Two seconds and 180 degrees later, we were nearly doubling the speed limit in the opposite direction. Apparently, shit had just gone from bad to Biblical because the Seven Seals of Revelation were unraveling, and man and machine were becoming one. In that moment, Tegan and Aaron’s ’69 Camaro Z28 RS transformed into the Fifth Horseman of the Apocalypse.
“So this is how I die,” Aaron mused.
“Confession,” said Tegan. “In first grade, Esther and I used to be best friends. You know, before she discovered Jesus, and I discovered sociopaths.”
“WHO ARE YOU?” I said.
“Hey, we were six, and we liked Bratz dolls! Back off!”

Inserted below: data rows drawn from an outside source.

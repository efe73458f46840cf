/// A result type defaulting to this crate's [`Error`].
pub type Result<T, E = Error> = core::result::Result<T, E>;

/// All error variants that `nodeflake` can emit.
///
/// Sequence exhaustion within a millisecond is never reported here: the
/// generator absorbs it by waiting for the next tick.
#[derive(Clone, Debug, PartialEq, Eq, Hash, thiserror::Error)]
#[non_exhaustive]
pub enum Error {
    /// The node identifier is outside `0..=MAX_NODE_ID`.
    ///
    /// [`MAX_NODE_ID`]: crate::NodeflakeId::MAX_NODE_ID
    #[error("invalid node id {node_id}: expected a value in 0..={max}", max = crate::NodeflakeId::MAX_NODE_ID)]
    InvalidNodeId { node_id: i64 },

    /// The time source reported a timestamp earlier than the last one used.
    ///
    /// Only returned under [`ClockRegression::Reject`].
    ///
    /// [`ClockRegression::Reject`]: crate::ClockRegression::Reject
    #[error("clock moved backward: last timestamp {last}, now {now}")]
    ClockMovedBackward { last: u64, now: u64 },

    /// The time source advanced past the 41-bit timestamp field.
    #[error("timestamp {timestamp} does not fit in the 41-bit timestamp field")]
    TimestampOverflow { timestamp: u64 },

    /// A restored sequence is outside `0..=MAX_SEQUENCE`.
    ///
    /// [`MAX_SEQUENCE`]: crate::NodeflakeId::MAX_SEQUENCE
    #[error("invalid sequence {sequence}: expected a value in 0..={max}", max = crate::NodeflakeId::MAX_SEQUENCE)]
    InvalidSequence { sequence: u64 },

    /// The wall clock reads earlier than the configured epoch.
    #[error("clock is before the epoch ({epoch_millis} ms since 1970-01-01)")]
    ClockBeforeEpoch { epoch_millis: u64 },
}
use crate::{DEFAULT_EPOCH, Error, Result, TimeSource};
use core::time::Duration;
use std::time::{SystemTime, UNIX_EPOCH};

/// A wall-clock time source that reads `SystemTime::now()` on every call.
///
/// Timestamps follow the system clock, including any backward adjustment made
/// by NTP or an operator. Generators detect such regressions and handle them
/// per [`ClockRegression`]. Use [`MonotonicClock`] to rule them out.
///
/// A system clock set earlier than the epoch reads as `0` from
/// [`TimeSource::current_millis`] and as [`Error::ClockBeforeEpoch`] from
/// [`TimeSource::try_current_millis`], which is what generators use.
///
/// [`TimeSource::current_millis`]: crate::TimeSource::current_millis
/// [`TimeSource::try_current_millis`]: crate::TimeSource::try_current_millis
/// [`Error::ClockBeforeEpoch`]: crate::Error::ClockBeforeEpoch
/// [`ClockRegression`]: crate::ClockRegression
/// [`MonotonicClock`]: crate::MonotonicClock
#[derive(Clone, Copy, Debug, PartialEq, Eq)]
pub struct SystemClock {
    epoch: Duration,
}

impl Default for SystemClock {
    /// Constructs a system clock aligned to [`DEFAULT_EPOCH`].
    fn default() -> Self {
        Self::with_epoch(DEFAULT_EPOCH)
    }
}

impl SystemClock {
    /// Constructs a system clock using `epoch` (a [`Duration`] since
    /// 1970-01-01 UTC) as the origin.
    pub const fn with_epoch(epoch: Duration) -> Self {
        Self { epoch }
    }

    /// The origin of this clock, as a [`Duration`] since 1970-01-01 UTC.
    pub const fn epoch(&self) -> Duration {
        self.epoch
    }

    fn since_unix() -> Duration {
        SystemTime::now()
            .duration_since(UNIX_EPOCH)
            .unwrap_or(Duration::ZERO)
    }
}

impl TimeSource for SystemClock {
    fn current_millis(&self) -> u64 {
        let millis = Self::since_unix().saturating_sub(self.epoch).as_millis();
        u64::try_from(millis).unwrap_or(u64::MAX)
    }

    fn try_current_millis(&self) -> Result<u64> {
        let since_epoch = Self::since_unix().checked_sub(self.epoch).ok_or_else(|| {
            Error::ClockBeforeEpoch {
                epoch_millis: u64::try_from(self.epoch.as_millis()).unwrap_or(u64::MAX),
            }
        })?;
        Ok(u64::try_from(since_epoch.as_millis()).unwrap_or(u64::MAX))
    }
}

This revelation could be digested later. Right now, I was already dialing Noah’s number. I listened to the ringback tone and told myself I was overreacting. Noah would answer. He would wonder why I was freaking out and tell me he was just planning on visiting Shane’s grave later this afternoon. That I had fabricated this whole suicidal innuendo in my head. McCaffrey would be pissed, Jack would be irritated, and Noah and I would have a great big laugh about the whole thing. Everything would be okay.
No one picked up. Instead, it went to Noah’s voice mail.
“Fuck!” I hung up and began hyperventilating into my hands.
“Noah is Haley,” said Aaron, breathless. “Isn’t he?”
“What?” said Tegan.
I took a deep breath and let everything out. “Long story short: Noah and my big brother, Shane, were…uh…in love apparently, but now Shane’s dead, and today’s the anniversary of his death, and Noah texted me something vaguely suicidal last night, and his voice mail is…Oh shit, this is bad.”
“Oh my God,” said Aaron.
“Holy fuck,” said Tegan.
My phone rang—causing my heart to do Cirque du Soleil in my chest. Please let it be Noah, please!
It was an unknown number. I answered, “Hello?”